Judging from other recent actions of this government, the precedent to be set is one of decency and perhaps of common sense. And political sense - as it gave Labour's David Cunliffe the opportunity to promise to do the right thing if elected.

Key's refusal to pay comes at an inopportune time.

The Government had just reaped a hefty $375 million from selling off part of our national airline. Those proceeds are intended to make our books look good but, in the meantime, the miners' families compensation looks very small in contrast, making the Government look miserly this Christmas - just in time for Mr Key to appear a real-life Mr Scrooge.

If that were not enough, the Government announced its support of the wine-growers' industry to the tune of $8 million intended to foster the development of a wine lower in alcohol and in sugar content. In my time, that was called water. If they succeed, I'd happily suggest a name for it - Elite.

It's elitism that starts to rest albatross-like around Mr Key's neck after his stated intention to ignore the wishes of ordinary New Zealanders regarding the sale of the energy companies. There's no need for some outrageous local rapper to declare that Key doesn't care about ordinary New Zealanders - he's done it himself.

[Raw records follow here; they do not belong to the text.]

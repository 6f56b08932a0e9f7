//! Command line argument definitions.

use clap::{Parser, Subcommand};
use std::path::PathBuf;

use crate::providers::MetadataSource;

/// Metadata Resolver - Find movie and TV metadata across multiple sources
#[derive(Parser, Debug)]
#[command(name = "metadata-resolver")]
#[command(author, version, about, long_about = None)]
pub struct Cli {
    /// Enable verbose output
    #[arg(short, long, global = true)]
    pub verbose: bool,

    /// Skip preflight checks
    #[arg(long, global = true)]
    pub skip_preflight: bool,

    /// Config file (default: <config dir>/metadata_resolver/config.toml)
    #[arg(short, long, global = true, value_name = "FILE")]
    pub config: Option<PathBuf>,

    #[command(subcommand)]
    pub command: Commands,
}

#[derive(Subcommand, Debug)]
pub enum Commands {
    /// Search metadata through the fallback chain
    Search {
        /// Title to search for
        #[arg(value_name = "QUERY")]
        query: String,

        /// Search TV shows instead of movies
        #[arg(long)]
        tv: bool,

        /// Release year filter
        #[arg(short = 'y', long)]
        year: Option<i32>,

        /// Preferred response language (e.g. zh-TW, en-US)
        #[arg(short = 'l', long)]
        language: Option<String>,

        /// Result page
        #[arg(long, default_value_t = 1)]
        page: u32,

        /// Query only this source (tmdb, douban, wikipedia)
        #[arg(short = 's', long)]
        source: Option<MetadataSource>,

        /// Disable AI keyword retries
        #[arg(long)]
        no_ai: bool,

        /// Output format: table, json
        #[arg(short = 'f', long, default_value = "table")]
        format: String,
    },

    /// Merge partial results from a JSON file
    Merge {
        /// JSON array of per-source results
        #[arg(value_name = "FILE")]
        file: PathBuf,

        /// Output format: table, json
        #[arg(short = 'f', long, default_value = "table")]
        format: String,
    },

    /// Check that configured services are reachable
    Preflight,
}

#[cfg(test)]
mod tests {
    use super::*;

    #[test]
    fn test_parse_search() {
        let cli = Cli::parse_from([
            "metadata-resolver",
            "search",
            "駭客任務",
            "--year",
            "1999",
            "--source",
            "tmdb",
            "--no-ai",
        ]);

        match cli.command {
            Commands::Search {
                query,
                year,
                source,
                no_ai,
                tv,
                page,
                ..
            } => {
                assert_eq!(query, "駭客任務");
                assert_eq!(year, Some(1999));
                assert_eq!(source, Some(MetadataSource::Tmdb));
                assert!(no_ai);
                assert!(!tv);
                assert_eq!(page, 1);
            }
            other => panic!("Expected Search, got {:?}", other),
        }
    }

    #[test]
    fn test_parse_merge_with_global_flags() {
        let cli = Cli::parse_from(["metadata-resolver", "merge", "results.json", "-v", "-f", "json"]);
        assert!(cli.verbose);
        match cli.command {
            Commands::Merge { file, format } => {
                assert_eq!(file, PathBuf::from("results.json"));
                assert_eq!(format, "json");
            }
            other => panic!("Expected Merge, got {:?}", other),
        }
    }
}
//! Minimal Ollama client used for keyword generation.
//!
//! Only two endpoints are needed: `/api/tags` to see which models are
//! installed and `/api/generate` for a single non-streaming JSON completion.
//! Settings come from `[ollama]` in the config file (see
//! [`Config::ollama_client_config`](crate::models::config::Config::ollama_client_config)).

use serde::{Deserialize, Serialize};
use std::time::Duration;

use crate::Result;

/// Connection settings for one Ollama server.
#[derive(Debug, Clone)]
pub struct OllamaConfig {
    /// Server root without a trailing slash.
    pub base_url: String,
    pub model: String,
    pub timeout_secs: u64,
}

#[derive(Debug, Serialize)]
struct GenerateRequest<'a> {
    model: &'a str,
    prompt: &'a str,
    stream: bool,
    format: &'static str,
    options: SamplingOptions,
}

/// Pinned sampling so the same title always yields the same keywords.
#[derive(Debug, Serialize)]
struct SamplingOptions {
    temperature: f32,
    seed: u32,
}

impl Default for SamplingOptions {
    fn default() -> Self {
        Self {
            temperature: 0.0,
            seed: 42,
        }
    }
}

#[derive(Debug, Deserialize)]
struct GenerateResponse {
    response: String,
}

#[derive(Debug, Deserialize)]
struct TagsResponse {
    #[serde(default)]
    models: Vec<TagEntry>,
}

#[derive(Debug, Deserialize)]
struct TagEntry {
    name: String,
}

/// HTTP client for an Ollama server.
#[derive(Debug, Clone)]
pub struct OllamaClient {
    config: OllamaConfig,
    client: reqwest::Client,
}

impl OllamaClient {
    pub fn new(config: OllamaConfig) -> Self {
        let client = reqwest::Client::builder()
            .timeout(Duration::from_secs(config.timeout_secs))
            .build()
            .unwrap_or_else(|e| {
                tracing::warn!("Failed to build Ollama HTTP client with timeout: {}", e);
                reqwest::Client::new()
            });

        Self { config, client }
    }

    pub fn model(&self) -> &str {
        &self.config.model
    }

    pub fn base_url(&self) -> &str {
        &self.config.base_url
    }

    /// Names of the models installed on the server.
    pub async fn installed_models(&self) -> Result<Vec<String>> {
        let url = format!("{}/api/tags", self.config.base_url);
        let tags: TagsResponse = self
            .client
            .get(&url)
            .send()
            .await?
            .error_for_status()?
            .json()
            .await?;
        Ok(tags.models.into_iter().map(|m| m.name).collect())
    }

    /// Whether the configured model is installed. Errors mean the server
    /// could not be reached.
    pub async fn has_model(&self) -> Result<bool> {
        let installed = self.installed_models().await?;
        Ok(installed.iter().any(|name| model_matches(name, &self.config.model)))
    }

    /// Run one prompt and return the raw JSON text the model produced.
    pub async fn generate_json(&self, prompt: &str) -> Result<String> {
        let url = format!("{}/api/generate", self.config.base_url);
        let request = GenerateRequest {
            model: &self.config.model,
            prompt,
            stream: false,
            format: "json",
            options: SamplingOptions::default(),
        };

        let response: GenerateResponse = self
            .client
            .post(&url)
            .json(&request)
            .send()
            .await?
            .error_for_status()?
            .json()
            .await?;
        Ok(response.response)
    }
}

/// Ollama lists untagged pulls as `<name>:latest`.
fn model_matches(installed: &str, wanted: &str) -> bool {
    if installed == wanted {
        return true;
    }
    !wanted.contains(':') && installed.strip_suffix(":latest") == Some(wanted)
}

The failure to do the right big thing while conveying a smallness of spirit may be Mr Key's Katrina - oh, that and the Christchurch rebuild that isn't.

While I'm willing to consider the prophecy of Key's political defeat, it's not a prediction. Prediction should be based on science; prophecy is rooted in morality. While politics may partake of the former it seldom has much use for the latter.

Jay Kuten is an American-trained forensic psychiatrist who emigrated to New Zealand for the fly fishing. He spent 40 years comforting the afflicted and intends to spend the rest afflicting the comfortable.